As the magic of the Christmas season dissolved into the germ-infested, ice-cold, darkest night of January, my anticipation also dissolved. Despair eclipsed my hope, and I questioned God, my friend, and the prophecy of healing. How, God? How will you heal? No treatment has helped. We are approaching my treatment at best with symptom containment, and at worst, with an attitude of palliative care. How many years do I have left? Are we just trying to keep me comfortable? Or does someone have a plan for actual recovery? I have yet to find any longitudinal studies with actual prognosis for those suffering from adult-onset hyperadrenergic POTS, Mast Cell Activation Syndrome, and Gastroparesis. Is this my lot? A long life lived in agony? Or will these disorders eat at my organs until they start actually giving out? How do you prepare for the rest of your life when you have disorders that are so rare that no one can give you a clear prognosis? And can you trust a flash-vision given to a friend in the warmth of a Christmas eve service? Can I trust God with this mess of a body that is flailing around, trying to function?
And then one evening, when I am lost in my labyrinth of “what ifs,” an old hymn rings out in my heart….
“Be still my soul, the Lord is on thy side.
Bear patiently the cross of grief or pain.
Leave to thy God to order and provide,
In every change, He faithful will remain.
Be still my soul, thy best, thy heavenly friend
Through thorny ways leads to a joyful end. ” (Von Schlegel, 1752)
The verbs here are pretty passive: Be still; bear patiently; leave to God.

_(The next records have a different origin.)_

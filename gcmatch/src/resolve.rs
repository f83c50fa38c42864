//! Per-sample resolution entry points.
//!
//! Phases run strictly in order on state owned by the call: candidate
//! generation, optional similarity seeding, first shot, second shot, merge.

use log::{debug, info};

use crate::algorithm::first_shot::run_first_shot;
use crate::algorithm::merge::{merge_matches, MatchRecord};
use crate::algorithm::second_shot::run_second_shot;
use crate::algorithm::shift::{estimate_rt_shift, shift_targets};
use crate::algorithm::similarity::run_similarity_seed;
use crate::algorithm::state::MatchingState;
use crate::config::ResolveConfig;
use crate::data::candidate::CandidateSet;
use crate::data::observation::Observation;
use crate::data::target::TargetFragment;
use crate::error::{ResolveError, Result};

/// Result of resolving one sample.
#[derive(Clone, Debug, PartialEq)]
pub enum Resolution {
    /// No observation fell inside any target window.
    NoCandidates,
    /// Matching ran; `records` may still be empty if everything was filtered.
    Resolved {
        records: Vec<MatchRecord>,
        drt_bound: f64,
        first_shot_passes: usize,
    },
}

impl Resolution {
    pub fn records(&self) -> &[MatchRecord] {
        match self {
            Resolution::NoCandidates => &[],
            Resolution::Resolved { records, .. } => records,
        }
    }

    pub fn into_records(self) -> Vec<MatchRecord> {
        match self {
            Resolution::NoCandidates => Vec::new(),
            Resolution::Resolved { records, .. } => records,
        }
    }

    pub fn is_no_candidates(&self) -> bool {
        matches!(self, Resolution::NoCandidates)
    }
}

/// Resolution after an optional retention-time shift correction.
#[derive(Clone, Debug, PartialEq)]
pub struct ShiftedResolution {
    pub resolution: Resolution,
    /// Shift applied to the target windows, 0 when none was estimated.
    pub rt_shift: f64,
}

/// Resolve the target fragments against one sample's observations.
///
/// # Arguments
///
/// * `targets` - target fragments with tolerance windows
/// * `observations` - detected peaks of the sample; non-positive signal is ignored
/// * `config` - resolution parameters
///
/// # Returns
///
/// * `Resolution::NoCandidates` if nothing fell inside a window, otherwise
///   one record per matched fragment in candidate order
pub fn resolve_sample(
    targets: &[TargetFragment],
    observations: &[Observation],
    config: &ResolveConfig,
) -> Result<Resolution> {
    if targets.is_empty() {
        return Err(ResolveError::NoTargets);
    }
    if observations.is_empty() {
        return Err(ResolveError::NoObservations);
    }
    config.validate()?;

    let mut set = CandidateSet::generate(targets, observations);
    if set.is_empty() {
        info!("no candidates among {} observations", observations.len());
        return Ok(Resolution::NoCandidates);
    }
    debug!(
        "{} candidates over {} fragments and {} observations",
        set.len(),
        set.fragments.len(),
        set.observations.len()
    );

    let mut state = MatchingState::new(set.fragments.len(), set.observations.len(), set.analytes.len());

    if config.similarity_seed {
        run_similarity_seed(&mut set, &mut state);
    }
    let first = run_first_shot(&mut set, &mut state, config);
    run_second_shot(&set, &mut state, first.drt_bound, config.drt_max);
    debug_assert!(state.is_consistent());

    Ok(Resolution::Resolved {
        records: merge_matches(&set, &state),
        drt_bound: first.drt_bound,
        first_shot_passes: first.passes,
    })
}

/// Resolve once, estimate a scalar rt shift from the result, and resolve
/// again with target windows re-centred on the shifted expected rt.
///
/// Falls back to the first resolution when shifting is disabled or no
/// analyte has enough matched fragments to estimate a shift.
pub fn resolve_with_shift(
    targets: &[TargetFragment],
    observations: &[Observation],
    config: &ResolveConfig,
) -> Result<ShiftedResolution> {
    let first = resolve_sample(targets, observations, config)?;
    if !config.shift.enabled {
        return Ok(ShiftedResolution { resolution: first, rt_shift: 0.0 });
    }

    match estimate_rt_shift(first.records(), config.shift.min_fragments) {
        Some(rt_shift) => {
            info!("rt shift {:.4}", rt_shift);
            let shifted = shift_targets(targets, config.shift.rt_half_width, rt_shift);
            let resolution = resolve_sample(&shifted, observations, config)?;
            Ok(ShiftedResolution { resolution, rt_shift })
        }
        None => Ok(ShiftedResolution { resolution: first, rt_shift: 0.0 }),
    }
}

#[cfg(test)]
mod tests {
    use super::*;
    use crate::algorithm::reference::refresh;
    use rand::rngs::StdRng;
    use rand::{Rng, SeedableRng};
    use std::collections::HashSet;

    fn target(id: u32, subid: u32, mz: f64, rt: f64) -> TargetFragment {
        TargetFragment::new(id, subid, mz, rt, (mz - 0.01, mz + 0.01), (rt - 0.3, rt + 0.3))
    }

    fn no_shift() -> ResolveConfig {
        let mut config = ResolveConfig::default();
        config.shift.enabled = false;
        config
    }

    #[test]
    fn test_empty_inputs_fail_fast() {
        let obs = vec![Observation::new(100.0, 5.0, 1.0)];
        let targets = vec![target(1, 0, 100.0, 5.0)];
        assert_eq!(resolve_sample(&[], &obs, &no_shift()), Err(ResolveError::NoTargets));
        assert_eq!(resolve_sample(&targets, &[], &no_shift()), Err(ResolveError::NoObservations));
    }

    #[test]
    fn test_invalid_config_is_rejected() {
        let obs = vec![Observation::new(100.0, 5.0, 1.0)];
        let targets = vec![target(1, 0, 100.0, 5.0)];
        let config = ResolveConfig { drt_max: -1.0, ..no_shift() };
        assert!(matches!(
            resolve_sample(&targets, &obs, &config),
            Err(ResolveError::InvalidConfig(_))
        ));
    }

    #[test]
    fn test_no_candidate_sample() {
        let targets = vec![target(1, 0, 100.0, 5.0)];
        let obs = vec![Observation::new(100.0, 9.0, 1.0), Observation::new(300.0, 5.0, 1.0)];
        let resolution = resolve_sample(&targets, &obs, &no_shift()).unwrap();
        assert!(resolution.is_no_candidates());
        assert!(resolution.records().is_empty());
    }

    #[test]
    fn test_three_analytes_two_fragments() {
        let mut targets = Vec::new();
        let mut obs = Vec::new();
        for id in 0..3u32 {
            let rt = 4.0 + 1.5 * id as f64;
            for subid in 0..2u32 {
                let mz = 150.0 + 20.0 * id as f64 + 5.0 * subid as f64;
                targets.push(target(id, subid, mz, rt));
                obs.push(Observation::new(mz, rt + 0.02, 1000.0 + subid as f64));
            }
        }
        let resolution = resolve_sample(&targets, &obs, &no_shift()).unwrap();
        match &resolution {
            Resolution::Resolved { records, first_shot_passes, .. } => {
                assert_eq!(records.len(), 6);
                assert!(*first_shot_passes <= 5);
                assert!(records.iter().all(|r| r.deviation == 0.0));
            }
            Resolution::NoCandidates => panic!("expected candidates"),
        }
    }

    fn overlapping() -> (Vec<TargetFragment>, Vec<Observation>) {
        // the point at (150, 5.004) is reachable from both analytes; analyte 1
        // sits on it, analyte 2 is centred 0.054 away
        let targets = vec![
            target(1, 0, 100.0, 5.00),
            target(1, 1, 150.0, 5.00),
            target(2, 0, 200.0, 4.95),
            target(2, 1, 150.0, 4.95),
        ];
        let obs = vec![
            Observation::new(100.0, 5.004, 10.0),
            Observation::new(150.0, 5.004, 20.0),
            Observation::new(200.0, 4.950, 30.0),
        ];
        (targets, obs)
    }

    #[test]
    fn test_closer_fragment_wins_shared_point() {
        for seed in [false, true] {
            let config = ResolveConfig { similarity_seed: seed, ..no_shift() };
            let (targets, obs) = overlapping();
            let records = resolve_sample(&targets, &obs, &config).unwrap().into_records();

            let holder: Vec<_> = records.iter().filter(|r| r.observed_mz == 150.0).collect();
            assert_eq!(holder.len(), 1);
            assert_eq!((holder[0].id, holder[0].subid), (1, 1));
            assert!(!records.iter().any(|r| r.id == 2 && r.subid == 1));
            assert_eq!(records.len(), 3);
        }
    }

    #[test]
    fn test_shift_recovers_displaced_sample() {
        // every observation runs 0.25 late; the default window only just
        // contains them, the re-centred window is tight around them
        let mut targets = Vec::new();
        let mut obs = Vec::new();
        for subid in 0..3u32 {
            let mz = 100.0 + 10.0 * subid as f64;
            targets.push(target(1, subid, mz, 5.0));
            obs.push(Observation::new(mz, 5.25, 1.0));
        }
        let shifted = resolve_with_shift(&targets, &obs, &ResolveConfig::default()).unwrap();
        assert!((shifted.rt_shift - 0.25).abs() < 1e-9);
        assert_eq!(shifted.resolution.records().len(), 3);
    }

    #[test]
    fn test_shift_disabled_reports_zero() {
        let (targets, obs) = overlapping();
        let shifted = resolve_with_shift(&targets, &obs, &no_shift()).unwrap();
        assert!(shifted.rt_shift == 0.0);
    }

    #[test]
    fn test_bijection_holds_after_every_phase() {
        let mut rng = StdRng::seed_from_u64(7);
        for _ in 0..25 {
            let mut targets = Vec::new();
            for id in 0..6u32 {
                let rt = rng.gen_range(2.0..10.0);
                for subid in 0..rng.gen_range(1..4u32) {
                    let mz = 100.0 + rng.gen_range(0..8) as f64;
                    targets.push(target(id, subid, mz, rt + rng.gen_range(-0.02..0.02)));
                }
            }
            let obs: Vec<Observation> = (0..60)
                .map(|_| {
                    Observation::new(
                        100.0 + rng.gen_range(0..8) as f64,
                        rng.gen_range(2.0..10.0),
                        rng.gen_range(-1.0..100.0),
                    )
                })
                .collect();

            let config = no_shift();
            let mut set = CandidateSet::generate(&targets, &obs);
            if set.is_empty() {
                continue;
            }
            let mut state = MatchingState::new(set.fragments.len(), set.observations.len(), set.analytes.len());
            run_similarity_seed(&mut set, &mut state);
            assert!(state.is_consistent());
            let first = run_first_shot(&mut set, &mut state, &config);
            assert!(state.is_consistent());
            run_second_shot(&set, &mut state, first.drt_bound, config.drt_max);
            assert!(state.is_consistent());

            let before = state.clone();
            refresh(&set, &mut state, config.drt_max);
            assert_eq!(before, state);

            let records = merge_matches(&set, &state);
            let fragments: HashSet<(u32, u32)> = records.iter().map(|r| (r.id, r.subid)).collect();
            assert_eq!(fragments.len(), records.len());
            assert!(records.iter().all(|r| r.signal > 0.0));
        }
    }
}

“Let it go”, whispers the voice of the Spirit. I’m not the first one to go through suffering, and I won’t be the last. In fact, every soul on the planet shares this cross of grief and pain with me.
“Be still.” Stop striving. Stop pushing and forcing and fighting. Take a deep breath and release it to your fully sufficient Lord, who offers a light and easy yoke.
“Bear patiently.” This is the moment that you have. You aren’t promised any more, and in this moment, the Father is bearing your yoke with you. Let Him bear the brunt of it. And know that you can “just survive” if you need to.
“Leave to your God.” Step out of the future. God is ordering, and God is providing. Has He yet to have failed you? Has He ever abandoned you? In every single change and transition, God has remained faithful. And He will continue to be faithful.
And I hear the Spirit of the Lord whisper, “Come to me, weary one. Rest. Allow me to yoke us together. You do not have to bear this alone. “
I look at the clock: 7:30 PM. They are praying. They have to be praying for me. I really am not alone. I have dozens of people fighting on my behalf, the war in the heavens. They have been on their knees, interceding, when I have been too weak to stand.
The Spirit whispers, “My child, you are not alone. You are being carried by multitudes who are strong enough to make up for your weaknesses, even when you cannot see who they are. All you need to do right now is survive. Take one breath at a time. Let me fill your lungs, and be your strength.”
And in that supernatural moment, the most basic concept clicks in my heart like never before. Just be. One second at a time. One breath at a time.
How will my friend’s prophecy be made manifest? It is not up to me to figure out how. I will trust that God is ordering and providing. When my friend shared this vision with me, it was for encouragement, not as a burden. I know my God.
God will remain faithful, and I will just keep taking the next breath.